--- MATERIAL PROVIDED Enclosed Below ---

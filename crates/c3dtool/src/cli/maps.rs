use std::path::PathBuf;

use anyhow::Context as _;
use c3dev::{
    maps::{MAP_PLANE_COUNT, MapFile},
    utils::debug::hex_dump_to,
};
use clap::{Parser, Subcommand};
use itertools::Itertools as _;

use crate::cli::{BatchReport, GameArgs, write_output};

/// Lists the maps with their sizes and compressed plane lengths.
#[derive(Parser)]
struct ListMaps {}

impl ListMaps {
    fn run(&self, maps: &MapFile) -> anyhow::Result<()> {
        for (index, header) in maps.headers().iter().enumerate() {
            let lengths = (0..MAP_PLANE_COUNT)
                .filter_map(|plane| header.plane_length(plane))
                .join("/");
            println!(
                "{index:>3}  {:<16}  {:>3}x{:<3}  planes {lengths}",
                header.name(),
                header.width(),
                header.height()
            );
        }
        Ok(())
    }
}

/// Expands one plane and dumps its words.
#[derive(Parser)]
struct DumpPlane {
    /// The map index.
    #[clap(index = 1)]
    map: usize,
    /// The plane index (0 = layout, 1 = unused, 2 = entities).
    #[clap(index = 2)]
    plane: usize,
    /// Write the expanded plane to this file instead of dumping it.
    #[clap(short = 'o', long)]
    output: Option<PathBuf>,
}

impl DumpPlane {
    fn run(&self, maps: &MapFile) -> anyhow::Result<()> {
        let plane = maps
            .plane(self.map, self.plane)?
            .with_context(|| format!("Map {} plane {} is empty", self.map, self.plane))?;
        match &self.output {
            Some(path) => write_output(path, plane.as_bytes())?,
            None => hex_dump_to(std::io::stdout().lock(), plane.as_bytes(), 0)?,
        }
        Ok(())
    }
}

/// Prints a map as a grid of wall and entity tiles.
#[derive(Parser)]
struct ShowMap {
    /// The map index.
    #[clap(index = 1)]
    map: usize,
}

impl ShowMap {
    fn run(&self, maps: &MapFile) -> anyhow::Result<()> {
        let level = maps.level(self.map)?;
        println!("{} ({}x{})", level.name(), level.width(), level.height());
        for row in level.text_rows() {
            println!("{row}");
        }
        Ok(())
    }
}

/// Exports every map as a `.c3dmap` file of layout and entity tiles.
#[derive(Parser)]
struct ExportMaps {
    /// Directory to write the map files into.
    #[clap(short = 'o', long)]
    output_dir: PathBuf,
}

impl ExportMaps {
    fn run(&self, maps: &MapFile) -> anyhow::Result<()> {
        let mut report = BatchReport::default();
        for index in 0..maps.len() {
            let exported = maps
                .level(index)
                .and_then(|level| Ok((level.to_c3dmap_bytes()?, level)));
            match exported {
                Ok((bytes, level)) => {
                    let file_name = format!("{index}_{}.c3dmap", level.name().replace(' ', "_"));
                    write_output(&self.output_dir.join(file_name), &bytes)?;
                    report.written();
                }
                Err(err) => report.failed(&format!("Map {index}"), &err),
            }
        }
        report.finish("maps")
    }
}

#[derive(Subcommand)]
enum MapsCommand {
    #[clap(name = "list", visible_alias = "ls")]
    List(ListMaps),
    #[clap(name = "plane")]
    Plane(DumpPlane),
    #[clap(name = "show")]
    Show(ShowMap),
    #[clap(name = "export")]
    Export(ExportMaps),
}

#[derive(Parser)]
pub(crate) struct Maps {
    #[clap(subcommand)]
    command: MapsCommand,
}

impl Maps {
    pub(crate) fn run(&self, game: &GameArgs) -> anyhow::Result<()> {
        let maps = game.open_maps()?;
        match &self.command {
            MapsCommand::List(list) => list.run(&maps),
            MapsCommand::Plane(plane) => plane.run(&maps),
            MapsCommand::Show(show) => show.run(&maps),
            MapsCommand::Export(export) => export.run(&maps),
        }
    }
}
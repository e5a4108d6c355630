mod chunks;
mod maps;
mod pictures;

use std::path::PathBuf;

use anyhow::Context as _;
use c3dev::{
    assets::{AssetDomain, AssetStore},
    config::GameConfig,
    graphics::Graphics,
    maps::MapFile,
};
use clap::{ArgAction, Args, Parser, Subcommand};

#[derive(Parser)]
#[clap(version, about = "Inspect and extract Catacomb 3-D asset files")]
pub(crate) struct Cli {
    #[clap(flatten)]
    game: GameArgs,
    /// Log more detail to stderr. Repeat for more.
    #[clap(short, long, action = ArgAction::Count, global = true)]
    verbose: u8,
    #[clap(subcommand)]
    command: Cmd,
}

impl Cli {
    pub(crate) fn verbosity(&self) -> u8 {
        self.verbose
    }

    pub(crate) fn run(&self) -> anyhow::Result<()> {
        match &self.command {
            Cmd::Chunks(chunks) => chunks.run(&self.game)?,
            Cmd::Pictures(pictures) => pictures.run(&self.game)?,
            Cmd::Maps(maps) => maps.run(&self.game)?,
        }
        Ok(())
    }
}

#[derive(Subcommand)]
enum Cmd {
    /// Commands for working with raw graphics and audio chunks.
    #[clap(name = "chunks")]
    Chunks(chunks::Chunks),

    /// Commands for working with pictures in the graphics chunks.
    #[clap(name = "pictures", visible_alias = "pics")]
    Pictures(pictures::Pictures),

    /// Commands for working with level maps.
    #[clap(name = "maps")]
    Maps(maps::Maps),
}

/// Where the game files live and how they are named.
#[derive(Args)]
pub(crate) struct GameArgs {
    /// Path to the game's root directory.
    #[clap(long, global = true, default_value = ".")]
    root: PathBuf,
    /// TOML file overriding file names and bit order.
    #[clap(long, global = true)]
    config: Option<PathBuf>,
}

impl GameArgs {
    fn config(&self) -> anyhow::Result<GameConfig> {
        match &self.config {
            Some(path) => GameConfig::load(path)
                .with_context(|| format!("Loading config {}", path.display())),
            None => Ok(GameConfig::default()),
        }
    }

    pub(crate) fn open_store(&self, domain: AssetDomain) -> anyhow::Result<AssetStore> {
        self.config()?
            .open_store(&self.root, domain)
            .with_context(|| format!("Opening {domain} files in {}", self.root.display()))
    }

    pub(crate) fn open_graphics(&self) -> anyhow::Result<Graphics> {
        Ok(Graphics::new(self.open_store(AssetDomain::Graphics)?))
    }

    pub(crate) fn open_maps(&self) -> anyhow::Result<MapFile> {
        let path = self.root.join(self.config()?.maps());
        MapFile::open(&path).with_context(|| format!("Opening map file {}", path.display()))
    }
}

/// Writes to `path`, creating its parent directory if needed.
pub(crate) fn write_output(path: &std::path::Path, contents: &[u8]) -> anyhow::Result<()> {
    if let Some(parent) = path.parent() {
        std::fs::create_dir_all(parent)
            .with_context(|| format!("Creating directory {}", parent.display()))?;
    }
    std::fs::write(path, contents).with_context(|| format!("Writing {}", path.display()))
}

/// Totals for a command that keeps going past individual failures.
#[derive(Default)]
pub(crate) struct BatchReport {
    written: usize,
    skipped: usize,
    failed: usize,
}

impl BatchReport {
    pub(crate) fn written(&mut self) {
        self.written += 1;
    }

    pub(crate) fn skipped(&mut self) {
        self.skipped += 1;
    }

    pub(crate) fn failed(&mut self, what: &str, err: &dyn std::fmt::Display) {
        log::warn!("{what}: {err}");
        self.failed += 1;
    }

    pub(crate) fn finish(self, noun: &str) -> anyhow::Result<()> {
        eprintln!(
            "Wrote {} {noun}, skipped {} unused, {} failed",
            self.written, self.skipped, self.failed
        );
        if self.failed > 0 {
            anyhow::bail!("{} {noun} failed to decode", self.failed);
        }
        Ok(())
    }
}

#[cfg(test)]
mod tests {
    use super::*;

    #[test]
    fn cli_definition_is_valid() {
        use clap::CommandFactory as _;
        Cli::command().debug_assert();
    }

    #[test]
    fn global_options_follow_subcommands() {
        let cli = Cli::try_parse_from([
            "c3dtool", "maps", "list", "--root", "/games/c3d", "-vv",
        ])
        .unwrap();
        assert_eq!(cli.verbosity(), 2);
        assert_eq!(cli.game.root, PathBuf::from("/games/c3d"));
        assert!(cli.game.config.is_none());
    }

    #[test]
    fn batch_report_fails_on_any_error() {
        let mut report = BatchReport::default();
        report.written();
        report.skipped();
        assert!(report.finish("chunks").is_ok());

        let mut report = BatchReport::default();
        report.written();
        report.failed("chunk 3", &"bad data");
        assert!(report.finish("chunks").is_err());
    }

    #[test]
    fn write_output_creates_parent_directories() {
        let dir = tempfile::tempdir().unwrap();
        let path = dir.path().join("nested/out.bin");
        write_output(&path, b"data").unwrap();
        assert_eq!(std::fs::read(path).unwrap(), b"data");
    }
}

--- End of Enclosed MATERIAL PROVIDED ---

◆ REQUIRED ACTION: Considering each line of the records on its own, count those that contain "verbosity" and give only that number.

◆ SOLUTION TO THIS PROBLEM: 2